Task to carry out.
The job is to output each record again, character for character.

Records for processing.
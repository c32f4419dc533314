pub mod health;

use axum::{
    extract::DefaultBodyLimit,
    routing::{get, post},
    Router,
};

use crate::analysis::handlers as analysis;
use crate::dashboard::handlers as dashboard;
use crate::state::AppState;

/// Upper bound on any request body. Image size rules are enforced by
/// validation below this, so oversized images still get a typed error.
pub const MAX_REQUEST_BYTES: usize = 8 * 1024 * 1024;

pub fn build_router(state: AppState) -> Router {
    Router::new()
        .route("/health", get(health::health_handler))
        // Dashboard
        .route(
            "/",
            get(dashboard::handle_index).post(dashboard::handle_analyze),
        )
        .route("/download", post(dashboard::handle_download))
        // JSON API
        .route("/api/v1/analyze/text", post(analysis::handle_analyze_text))
        .route("/api/v1/analyze/image", post(analysis::handle_analyze_image))
        .layer(DefaultBodyLimit::max(MAX_REQUEST_BYTES))
        .with_state(state)
}
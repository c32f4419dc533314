use axum::Json;
use serde_json::{json, Value};

/// GET /health
/// Returns a simple status object with service version.
pub async fn health_handler() -> Json<Value> {
    Json(json!({
        "status": "ok",
        "version": env!("CARGO_PKG_VERSION"),
        "service": "resume-refine"
    }))
}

Solution to this exercise.
repository c32f4419dc533314
pub mod health;

use axum::{
    extract::DefaultBodyLimit,
    routing::{get, post},
    Router,
};

use crate::analysis::handlers as analysis;
use crate::dashboard::handlers as dashboard;
use crate::state::AppState;

/// Upper bound on any request body. Image size rules are enforced by
/// validation below this, so oversized images still get a typed error.
pub const MAX_REQUEST_BYTES: usize = 8 * 1024 * 1024;

pub fn build_router(state: AppState) -> Router {
    Router::new()
        .route("/health", get(health::health_handler))
        // Dashboard
        .route(
            "/",
            get(dashboard::handle_index).post(dashboard::handle_analyze),
        )
        .route("/download", post(dashboard::handle_download))
        // JSON API
        .route("/api/v1/analyze/text", post(analysis::handle_analyze_text))
        .route("/api/v1/analyze/image", post(analysis::handle_analyze_image))
        .layer(DefaultBodyLimit::max(MAX_REQUEST_BYTES))
        .with_state(state)
}
repository c32f4419dc533314
use axum::Json;
use serde_json::{json, Value};

/// GET /health
/// Returns a simple status object with service version.
pub async fn health_handler() -> Json<Value> {
    Json(json!({
        "status": "ok",
        "version": env!("CARGO_PKG_VERSION"),
        "service": "resume-refine"
    }))
}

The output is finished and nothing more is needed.